◆ **Work item**: What is needed here is an exact copy of every entry.

=== Available data ===

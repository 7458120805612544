pub mod adapters;
pub mod config;
pub mod error;
pub mod telegram;
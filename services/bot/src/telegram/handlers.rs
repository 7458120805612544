//! services/bot/src/telegram/handlers.rs
//!
//! Update handlers: commands, free-text entries, and selection button presses.
//! Callback data is decoded into a `Selection` here, once, before it reaches the flow.

use std::sync::Arc;

use expense_bot_core::{Selection, UserId};
use teloxide::dispatching::UpdateHandler;
use teloxide::prelude::*;
use teloxide::types::User;
use teloxide::utils::command::BotCommands;
use tracing::{info, warn};

use crate::telegram::keyboard::keyboard;
use crate::telegram::messages::{self, Reply};
use crate::telegram::state::AppState;

#[derive(BotCommands, Clone, Debug, PartialEq, Eq)]
#[command(rename_rule = "lowercase", description = "Поддерживаемые команды:")]
pub enum Command {
    #[command(description = "показать инструкцию.")]
    Start,
    #[command(description = "показать инструкцию.")]
    Help,
    #[command(description = "отменить текущую операцию.")]
    Cancel,
}

/// Builds the dispatcher's handler tree.
pub fn schema() -> UpdateHandler<teloxide::RequestError> {
    let message_handler = Update::filter_message()
        .branch(
            dptree::entry()
                .filter_command::<Command>()
                .endpoint(handle_command),
        )
        .branch(dptree::endpoint(handle_text));

    dptree::entry()
        .branch(message_handler)
        .branch(Update::filter_callback_query().endpoint(handle_callback))
}

fn user_id(user: &User) -> UserId {
    UserId(user.id.0)
}

async fn handle_command(
    bot: Bot,
    msg: Message,
    cmd: Command,
    state: Arc<AppState>,
) -> ResponseResult<()> {
    match cmd {
        Command::Start | Command::Help => {
            bot.send_message(msg.chat.id, messages::USAGE).await?;
        }
        Command::Cancel => {
            let dropped = match msg.from.as_ref() {
                Some(user) => state.flow.cancel(user_id(user)).await,
                None => false,
            };
            let text = if dropped {
                messages::CANCELLED
            } else {
                messages::NOTHING_TO_CANCEL
            };
            bot.send_message(msg.chat.id, text).await?;
        }
    }
    Ok(())
}

async fn handle_text(bot: Bot, msg: Message, state: Arc<AppState>) -> ResponseResult<()> {
    let (Some(user), Some(text)) = (msg.from.as_ref(), msg.text()) else {
        return Ok(());
    };
    let user = user_id(user);
    info!(%user, "Entry received");

    let reply = match state.flow.start(user, text).await {
        Ok(reply) => messages::render_reply(reply),
        Err(e) => {
            warn!(%user, error = %e, "Entry rejected");
            Reply::text(messages::render_error(&e))
        }
    };
    send_reply(&bot, msg.chat.id, reply).await
}

async fn handle_callback(bot: Bot, q: CallbackQuery, state: Arc<AppState>) -> ResponseResult<()> {
    // Always acknowledge so the button stops spinning; a stale query is not fatal.
    if let Err(e) = bot.answer_callback_query(q.id.clone()).await {
        warn!(error = %e, "Failed to answer callback query");
    }

    let user = user_id(&q.from);
    let chat_id = q
        .message
        .as_ref()
        .map(|m| m.chat().id)
        .unwrap_or(ChatId(q.from.id.0 as i64));

    let reply = match q.data.as_deref().map(Selection::decode) {
        Some(Ok(selection)) => {
            info!(%user, callback = %selection, "Selection received");
            match state.flow.choose(user, selection).await {
                Ok(reply) => messages::render_reply(reply),
                Err(e) => Reply::text(messages::render_error(&e)),
            }
        }
        Some(Err(e)) => {
            warn!(%user, error = %e, "Undecodable callback data");
            Reply::text(messages::UNKNOWN_BUTTON)
        }
        None => {
            warn!(%user, "Callback query without data");
            Reply::text(messages::UNKNOWN_BUTTON)
        }
    };
    send_reply(&bot, chat_id, reply).await
}

async fn send_reply(bot: &Bot, chat_id: ChatId, reply: Reply) -> ResponseResult<()> {
    let request = bot.send_message(chat_id, reply.text);
    if reply.choices.is_empty() {
        request.await?;
    } else {
        request.reply_markup(keyboard(&reply.choices)).await?;
    }
    Ok(())
}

===

◆ **Exercise solution**:
repository 7458120805612544
pub mod adapters;
pub mod config;
pub mod error;
pub mod telegram;
filename services/bot/src/telegram/handlers.rs
repository 7458120805612544
//! services/bot/src/telegram/handlers.rs
//!
//! Update handlers: commands, free-text entries, and selection button presses.
//! Callback data is decoded into a `Selection` here, once, before it reaches the flow.

use std::sync::Arc;

use expense_bot_core::{Selection, UserId};
use teloxide::dispatching::UpdateHandler;
use teloxide::prelude::*;
use teloxide::types::User;
use teloxide::utils::command::BotCommands;
use tracing::{info, warn};

use crate::telegram::keyboard::keyboard;
use crate::telegram::messages::{self, Reply};
use crate::telegram::state::AppState;

#[derive(BotCommands, Clone, Debug, PartialEq, Eq)]
#[command(rename_rule = "lowercase", description = "Поддерживаемые команды:")]
pub enum Command {
    #[command(description = "показать инструкцию.")]
    Start,
    #[command(description = "показать инструкцию.")]
    Help,
    #[command(description = "отменить текущую операцию.")]
    Cancel,
}

/// Builds the dispatcher's handler tree.
pub fn schema() -> UpdateHandler<teloxide::RequestError> {
    let message_handler = Update::filter_message()
        .branch(
            dptree::entry()
                .filter_command::<Command>()
                .endpoint(handle_command),
        )
        .branch(dptree::endpoint(handle_text));

    dptree::entry()
        .branch(message_handler)
        .branch(Update::filter_callback_query().endpoint(handle_callback))
}

fn user_id(user: &User) -> UserId {
    UserId(user.id.0)
}

async fn handle_command(
    bot: Bot,
    msg: Message,
    cmd: Command,
    state: Arc<AppState>,
) -> ResponseResult<()> {
    match cmd {
        Command::Start | Command::Help => {
            bot.send_message(msg.chat.id, messages::USAGE).await?;
        }
        Command::Cancel => {
            let dropped = match msg.from.as_ref() {
                Some(user) => state.flow.cancel(user_id(user)).await,
                None => false,
            };
            let text = if dropped {
                messages::CANCELLED
            } else {
                messages::NOTHING_TO_CANCEL
            };
            bot.send_message(msg.chat.id, text).await?;
        }
    }
    Ok(())
}

async fn handle_text(bot: Bot, msg: Message, state: Arc<AppState>) -> ResponseResult<()> {
    let (Some(user), Some(text)) = (msg.from.as_ref(), msg.text()) else {
        return Ok(());
    };
    let user = user_id(user);
    info!(%user, "Entry received");

    let reply = match state.flow.start(user, text).await {
        Ok(reply) => messages::render_reply(reply),
        Err(e) => {
            warn!(%user, error = %e, "Entry rejected");
            Reply::text(messages::render_error(&e))
        }
    };
    send_reply(&bot, msg.chat.id, reply).await
}

async fn handle_callback(bot: Bot, q: CallbackQuery, state: Arc<AppState>) -> ResponseResult<()> {
    // Always acknowledge so the button stops spinning; a stale query is not fatal.
    if let Err(e) = bot.answer_callback_query(q.id.clone()).await {
        warn!(error = %e, "Failed to answer callback query");
    }

    let user = user_id(&q.from);
    let chat_id = q
        .message
        .as_ref()
        .map(|m| m.chat().id)
        .unwrap_or(ChatId(q.from.id.0 as i64));

    let reply = match q.data.as_deref().map(Selection::decode) {
        Some(Ok(selection)) => {
            info!(%user, callback = %selection, "Selection received");
            match state.flow.choose(user, selection).await {
                Ok(reply) => messages::render_reply(reply),
                Err(e) => Reply::text(messages::render_error(&e)),
            }
        }
        Some(Err(e)) => {
            warn!(%user, error = %e, "Undecodable callback data");
            Reply::text(messages::UNKNOWN_BUTTON)
        }
        None => {
            warn!(%user, "Callback query without data");
            Reply::text(messages::UNKNOWN_BUTTON)
        }
    };
    send_reply(&bot, chat_id, reply).await
}

async fn send_reply(bot: &Bot, chat_id: ChatId, reply: Reply) -> ResponseResult<()> {
    let request = bot.send_message(chat_id, reply.text);
    if reply.choices.is_empty() {
        request.await?;
    } else {
        request.reply_markup(keyboard(&reply.choices)).await?;
    }
    Ok(())
}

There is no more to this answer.